Estimated reading time (in minutes)
The trial period allows you to evaluate the employee’s skills in their work before hiring them. We can sometimes even renew it. But can we put an end to it without justification?
Yes, in principle
As the rules of dismissal are not applicable to termination of the trial period, the employer can, in principle, end it without having to justify a real and serious cause. However, the employer must check that the collective agreement does not provide for specific clauses for terminating a trial period. Any termination that occurs outside of these clauses would be considered unfair.
No particular formality is provided for terminating a trial period, and the employer can therefore warn his employee verbally or in writing. However, it is strongly recommended to keep a written record. Furthermore, he must do so explicitly and clearly express to his employee the end of the trial period.In the event that the employer invokes a disciplinary reason, he must respect the disciplinary procedure.
Is there a notice period required?
Yes, the employer must respect a notice period when ending an employee’s trial period. Thus, in the event of a termination at the initiative of the employer, the employee benefits from a notice period of 24 hours for less than 8 days of presence; 48 hours of notice between 8 days and 1 month of presence; and one month’s notice after 3 months of presence. These deadlines also apply in the context of a fixed-term contract if the trial period goes beyond 8 days. Collective agreements sometimes provide for longer notice periods. They must be respected. In the context of a termination for disciplinary reasons, the rules of the disciplinary procedure must apply.
What precautions should you take?
The trial period must have served to properly assess the employee’s skills, otherwise the termination of the trial period may be considered abusive.
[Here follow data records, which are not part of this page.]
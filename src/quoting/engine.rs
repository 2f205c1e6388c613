//! Quote pipeline: normalize, validate, calculate.

use std::collections::HashMap;
use std::sync::Arc;

use crate::quoting::calculator::{Calculator, PricingConfig};
use crate::quoting::error::Violation;
use crate::quoting::params::parse_query;
use crate::quoting::rules::RuleSet;
use crate::quoting::types::{QuoteRequest, QuoteResult};
use crate::quoting::validator::validate;

/// Engine for validating requests and producing quotes.
///
/// Cheap to clone; rule tables are shared and never mutated.
#[derive(Debug, Clone)]
pub struct QuoteEngine {
    rules: Arc<RuleSet>,
    calculator: Calculator,
}

impl QuoteEngine {
    /// Create a new quote engine.
    pub fn new(rules: RuleSet, pricing: PricingConfig) -> Self {
        Self {
            rules: Arc::new(rules),
            calculator: Calculator::new(pricing),
        }
    }

    pub fn rules(&self) -> &RuleSet {
        &self.rules
    }

    /// Quote from raw query parameters.
    pub fn quote_params(&self, params: &HashMap<String, String>) -> Result<QuoteResult, Violation> {
        let request = parse_query(params)?;
        self.quote(&request)
    }

    /// Quote an already normalized request.
    pub fn quote(&self, request: &QuoteRequest) -> Result<QuoteResult, Violation> {
        validate(request, &self.rules)?;
        let result = self.calculator.calculate(request);

        tracing::info!(
            vehicle_type = %request.vehicle_type,
            brand = %request.brand,
            year = request.year,
            price = request.price,
            downpayment = request.downpayment,
            vat_included = request.vat_included,
            monthly_payment = result.monthly_payment.value,
            "Quote calculated"
        );

        Ok(result)
    }
}

impl Default for QuoteEngine {
    fn default() -> Self {
        Self::new(RuleSet::default(), PricingConfig::default())
    }
}
//! Rule violations reported to clients.

use serde::Serialize;
use thiserror::Error;

/// Broad category of a violation, used for status codes and metrics labels.
#[derive(Debug, Clone, Copy, PartialEq, Eq, Hash, Serialize)]
#[serde(rename_all = "snake_case")]
pub enum ViolationKind {
    MissingField,
    TypeConversion,
    UnsupportedVehicleType,
    UnknownSubtype,
    DisallowedSubtype,
    OutOfRange,
    DisallowedBrand,
    RegionalYearRestriction,
}

impl ViolationKind {
    /// Stable label for logs and metrics.
    pub fn as_str(&self) -> &'static str {
        match self {
            ViolationKind::MissingField => "missing_field",
            ViolationKind::TypeConversion => "type_conversion",
            ViolationKind::UnsupportedVehicleType => "unsupported_vehicle_type",
            ViolationKind::UnknownSubtype => "unknown_subtype",
            ViolationKind::DisallowedSubtype => "disallowed_subtype",
            ViolationKind::OutOfRange => "out_of_range",
            ViolationKind::DisallowedBrand => "disallowed_brand",
            ViolationKind::RegionalYearRestriction => "regional_year_restriction",
        }
    }

    /// True for failures of the request's shape rather than its values.
    pub fn is_malformed(&self) -> bool {
        matches!(
            self,
            ViolationKind::MissingField | ViolationKind::TypeConversion
        )
    }
}

/// The single reason a quote request was rejected.
#[derive(Debug, Clone, PartialEq, Error)]
pub enum Violation {
    #[error("`{field}` parameter is missing")]
    MissingField { field: &'static str },

    #[error("`{field}` should be {expected}, but now it is \"{value}\"")]
    TypeConversion {
        field: &'static str,
        expected: &'static str,
        value: String,
    },

    #[error("`vehicle_type` should be one of: {}, but now it is \"{value}\"", .allowed.join(", "))]
    UnsupportedVehicleType { value: String, allowed: Vec<String> },

    #[error("`vehicle_subtype` \"{value}\" is not a known vehicle subtype")]
    UnknownSubtype { value: String },

    #[error("`vehicle_subtype` should be one of: {}, but now it is \"{value}\"", .allowed.join(", "))]
    DisallowedSubtype { value: String, allowed: Vec<String> },

    #[error("`{field}` should be {bound}, but now it is \"{value}\"")]
    OutOfRange {
        field: &'static str,
        bound: String,
        value: String,
    },

    #[error("`brand` should be one of: {}, but now it is \"{value}\"", .allowed.join(", "))]
    DisallowedBrand { value: String, allowed: Vec<String> },

    #[error("for brand \"{brand}\" `year` should be {bound}, but now it is \"{year}\"")]
    RegionalYearRestriction {
        brand: String,
        bound: String,
        year: i64,
    },
}

impl Violation {
    pub fn kind(&self) -> ViolationKind {
        match self {
            Violation::MissingField { .. } => ViolationKind::MissingField,
            Violation::TypeConversion { .. } => ViolationKind::TypeConversion,
            Violation::UnsupportedVehicleType { .. } => ViolationKind::UnsupportedVehicleType,
            Violation::UnknownSubtype { .. } => ViolationKind::UnknownSubtype,
            Violation::DisallowedSubtype { .. } => ViolationKind::DisallowedSubtype,
            Violation::OutOfRange { .. } => ViolationKind::OutOfRange,
            Violation::DisallowedBrand { .. } => ViolationKind::DisallowedBrand,
            Violation::RegionalYearRestriction { .. } => ViolationKind::RegionalYearRestriction,
        }
    }

    /// Name of the offending request field.
    pub fn field(&self) -> &'static str {
        match self {
            Violation::MissingField { field }
            | Violation::TypeConversion { field, .. }
            | Violation::OutOfRange { field, .. } => field,
            Violation::UnsupportedVehicleType { .. } => "vehicle_type",
            Violation::UnknownSubtype { .. } | Violation::DisallowedSubtype { .. } => {
                "vehicle_subtype"
            }
            Violation::DisallowedBrand { .. } => "brand",
            Violation::RegionalYearRestriction { .. } => "year",
        }
    }
}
Likewise, when ending a trial period, attention must be paid to discriminatory reasons such as illness or pregnancy: for example, if an employee fell ill during the trial period, he Care must be taken to ensure that the real reason for terminating the trial period is not linked to their state of health. If the employee is protected, the termination must be previously authorized by the labor inspector. In the event of the employee’s incapacity, a reclassification search procedure must be initiated and the employee dismissed for incapacity.
The risks incurred in the event of abuse
A termination of a trial period based on discriminatory reasons or for non-compliance with a protective status may result in industrial tribunal action. The employee can seek damages for the harm suffered if the judges consider that the termination occurred under abusive conditions of haste or culpable carelessness. If the reason is deemed discriminatory, the termination will be considered void, and the employee will be reinstated to his or her original position. The employer must pay all remuneration due between the date of termination of the employment contract and the date of the employee’s reintegration into the company.